Dodging around rivers and crisscrossing areas of the sertão, Nathália Diniz built her research around the remains of the brick, stone and clay that was still there. Many mud houses, mentioned in the archives, did not survive over time and disappeared. Farms that consisted of ranch houses and corrals remained. In most of the buildings the amenities were exposed to the environment: outhouses in the back yard; copper pots, pestles and bowls; the intimacy of home life inside the buildings, with basic furniture such as rustic tables and hammocks, chairs made of regular or sole-leather and wooden chests and trunks. On many ranches, along with livestock, sugarcane and cassava were grown, used to make blocks of raw brown sugar and flour, which, along with jerked meat, became the food staples of the sertão. “Rural architecture does not follow patterns, Diniz says. “The initial owners of these houses were sons of the former coastal mill owners. If there had been a pattern in rural architecture, they would have built houses like those of their parents on the coast, but they did not. The architecture of the sertão shows how a society formed out of the interiorization of the sertão of the North, from an economy dominated by cattle.”

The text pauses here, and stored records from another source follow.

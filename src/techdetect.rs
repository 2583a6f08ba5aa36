//! Technology detection from file paths.
//!
//! Two rule sets are applied in order: the file extension, then substrings
//! of the lower-cased path (manifests, tool configs, well-known docs).

use serde::Serialize;

/// Extension → technology. Extensions are matched case-sensitively.
const EXTENSION_TECHNOLOGIES: &[(&str, &str)] = &[
    (".js", "JavaScript"),
    (".jsx", "React"),
    (".ts", "TypeScript"),
    (".tsx", "React TypeScript"),
    (".css", "CSS"),
    (".scss", "Sass"),
    (".sass", "Sass"),
    (".py", "Python"),
    (".go", "Go"),
    (".rs", "Rust"),
    (".java", "Java"),
    (".rb", "Ruby"),
    (".php", "PHP"),
    (".c", "C"),
    (".cpp", "C++"),
    (".cs", "C#"),
    (".swift", "Swift"),
    (".kt", "Kotlin"),
    (".sql", "SQL"),
    (".sh", "Shell"),
    (".bat", "Batch"),
    (".ps1", "PowerShell"),
    (".yml", "YAML"),
    (".yaml", "YAML"),
    (".toml", "TOML"),
    (".json", "JSON"),
    (".xml", "XML"),
    (".svg", "SVG"),
    (".md", "Markdown"),
];

/// Lower-cased path substring → technology.
const FILENAME_TECHNOLOGIES: &[(&str, &str)] = &[
    ("package.json", "Node.js"),
    ("next.config", "Next.js"),
    ("tailwind.config", "TailwindCSS"),
    ("vite.config", "Vite"),
    ("webpack.config", "Webpack"),
    ("rollup.config", "Rollup"),
    ("tsconfig", "TypeScript"),
    ("dockerfile", "Docker"),
    ("docker-compose", "Docker Compose"),
    ("requirements.txt", "Python"),
    ("pyproject.toml", "Python"),
    ("cargo.toml", "Rust"),
    ("go.mod", "Go"),
    ("pom.xml", "Maven"),
    ("build.gradle", "Gradle"),
    ("gemfile", "Ruby"),
    ("composer.json", "Composer"),
    ("pnpm-lock.yaml", "pnpm"),
    ("yarn.lock", "Yarn"),
    ("package-lock.json", "npm"),
    (".gitignore", "Git"),
    (".env", "Environment"),
    ("readme", "Documentation"),
    ("license", "License"),
    ("changelog", "Changelog"),
    ("contributing", "Contributing"),
];

const BADGES: &[(&str, &str, &str)] = &[
    (".js", "JS", "yellow"),
    (".jsx", "React", "blue"),
    (".ts", "TS", "blue"),
    (".tsx", "React", "cyan"),
    (".md", "MD", "gray"),
    (".css", "CSS", "sky"),
    (".scss", "SCSS", "pink"),
    (".sass", "Sass", "pink"),
    (".html", "HTML", "orange"),
    (".py", "Python", "green"),
    (".go", "Go", "cyan"),
    (".rs", "Rust", "orange"),
    (".java", "Java", "red"),
    (".rb", "Ruby", "red"),
    (".php", "PHP", "purple"),
    (".c", "C", "blue"),
    (".cpp", "C++", "blue"),
    (".cs", "C#", "purple"),
    (".swift", "Swift", "orange"),
    (".kt", "Kotlin", "purple"),
    (".sql", "SQL", "blue"),
    (".sh", "Shell", "green"),
    (".bat", "Batch", "gray"),
    (".ps1", "PowerShell", "blue"),
    (".yml", "YAML", "gray"),
    (".yaml", "YAML", "gray"),
    (".toml", "TOML", "blue"),
    (".ini", "INI", "gray"),
    (".cfg", "Config", "gray"),
    (".conf", "Config", "gray"),
    (".lock", "Lock", "gray"),
    (".log", "Log", "gray"),
    (".txt", "Text", "gray"),
    (".json", "JSON", "yellow"),
    (".xml", "XML", "orange"),
    (".svg", "SVG", "green"),
    (".png", "Image", "blue"),
    (".jpg", "Image", "blue"),
    (".jpeg", "Image", "blue"),
    (".gif", "Image", "blue"),
    (".ico", "Icon", "blue"),
    (".woff", "Font", "purple"),
    (".woff2", "Font", "purple"),
    (".ttf", "Font", "purple"),
    (".eot", "Font", "purple"),
];

const TECHNOLOGY_COLORS: &[(&str, &str)] = &[
    ("JavaScript", "yellow"),
    ("React", "blue"),
    ("TypeScript", "blue"),
    ("React TypeScript", "cyan"),
    ("CSS", "sky"),
    ("Sass", "pink"),
    ("Python", "green"),
    ("Go", "cyan"),
    ("Rust", "orange"),
    ("Java", "red"),
    ("Ruby", "red"),
    ("PHP", "purple"),
    ("C", "blue"),
    ("C++", "blue"),
    ("C#", "purple"),
    ("Swift", "orange"),
    ("Kotlin", "purple"),
    ("SQL", "blue"),
    ("Shell", "green"),
    ("Batch", "gray"),
    ("PowerShell", "blue"),
    ("YAML", "gray"),
    ("TOML", "blue"),
    ("JSON", "yellow"),
    ("XML", "orange"),
    ("SVG", "green"),
    ("Markdown", "gray"),
    ("Node.js", "green"),
    ("Next.js", "black"),
    ("TailwindCSS", "cyan"),
    ("Vite", "yellow"),
    ("Webpack", "blue"),
    ("Rollup", "red"),
    ("Docker", "blue"),
    ("Docker Compose", "blue"),
    ("Maven", "orange"),
    ("Gradle", "green"),
    ("Composer", "yellow"),
    ("pnpm", "orange"),
    ("Yarn", "blue"),
    ("npm", "red"),
    ("Git", "orange"),
    ("Environment", "gray"),
    ("Documentation", "blue"),
    ("License", "gray"),
    ("Changelog", "gray"),
    ("Contributing", "green"),
];

/// A short label and colour for a file extension.
#[derive(Debug, Clone, Copy, PartialEq, Eq, Serialize)]
pub struct Badge {
    pub label: &'static str,
    pub color: &'static str,
}

/// `.ext` including the dot, taken after the last `.` in the path.
fn extension(path: &str) -> Option<&str> {
    path.rfind('.').map(|i| &path[i..])
}

/// Technologies suggested by a file path, in rule order without duplicates.
///
/// # Example
/// ```
/// use openhub::techdetect::detect_technologies;
///
/// assert_eq!(detect_technologies("web/tsconfig.json"), vec!["JSON", "TypeScript"]);
/// assert_eq!(detect_technologies("src/App.tsx"), vec!["React TypeScript"]);
/// ```
pub fn detect_technologies(path: &str) -> Vec<String> {
    let mut technologies: Vec<String> = Vec::new();
    let mut add = |tech: &str| {
        if !technologies.iter().any(|t| t == tech) {
            technologies.push(tech.to_string());
        }
    };

    if let Some(ext) = extension(path) {
        for (_, tech) in EXTENSION_TECHNOLOGIES.iter().filter(|(e, _)| *e == ext) {
            add(*tech);
        }
    }

    let lower = path.to_lowercase();
    for (needle, tech) in FILENAME_TECHNOLOGIES {
        if lower.contains(*needle) {
            add(*tech);
        }
    }

    technologies
}

/// Badge for a file extension, if one is known.
pub fn extension_badge(path: &str) -> Option<Badge> {
    let ext = extension(path)?;
    BADGES
        .iter()
        .find(|(e, _, _)| *e == ext)
        .map(|(_, label, color)| Badge {
            label: *label,
            color: *color,
        })
}

/// Display colour for a technology name; `gray` when unknown.
pub fn technology_color(tech: &str) -> &'static str {
    TECHNOLOGY_COLORS
        .iter()
        .find(|(name, _)| *name == tech)
        .map(|(_, color)| *color)
        .unwrap_or("gray")
}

After earning her doctorate in São Paulo, Diniz returned to Natal, where she is a professor of art history and architecture at Facex University Center. Her current project is to delve further into the architectural analysis of ranch houses, exploring a gap in Brazilian historiography on social relations and their physical consequences on the sertão scrublands, which even today are an inhospitable and unknown universe with great distances and vast empty spaces. These lands have been forgotten, even though they are present in literature and memoirs. Such writings have given rise to generalizations about the Northeast and its rural architecture, still viewed on the basis of the dominant patterns of the Pernambuco Forest Zone and the fertile coastal region of Bahia, which, in the words of the researcher, are not in tune with reality.

Originality of the theme
The new work will be funded by the prize won in December, and will be carried out with the support of Beatriz Bueno of FAU/USP. “Nathália’s project was selected for the originality of the theme and the opportunity it gives us to understand the process of the occupancy of the Brazilian sertão and its economic, historic and social dimensions,” says the coordinator of the Odebrecht Cultural Committee, Márcio Polidoro. As for the economy, she showcases the iron used to brand cattle to identify the ranch to which the cattle belonged. The researcher has already collected 653 designs of different branding irons. “In a far-flung sertão, without clearly visible borders and dotted with indigenous enemy tribes, cattle represented the territory and the actual ownership of the people who came from other places,” Polidoro notes. As for society, in cross-checking the post-mortem inventories she found in the files and the houses, her aim is to understand and discover the everyday life of the inhabitants of the sertão as the region lurched forward in the 19th century. She will return to take new photographs and review notes. Once again, she will go back to her roots and her land, so different from the one she saw on the soap operas of her childhood. “I am still searching for what I was looking for from the outset: I want to show what these other faces of the sertão were. We know about the rich coastal architecture and the architecture related to sugar and coffee. What is missing is the architecture of the sertão,” she concludes.

Project
Cultural landscape of the sertão: The cattle ranches of the Northeastern sertão (No. 2009/09508); Grant mechanism Post-doctoral research grant; Coordinator Beatriz Piccolotto Siqueira Bueno; Scholarship recipients Nathália Maria Montenegro Diniz; Investment R$ 130,587.92 (FAPESP).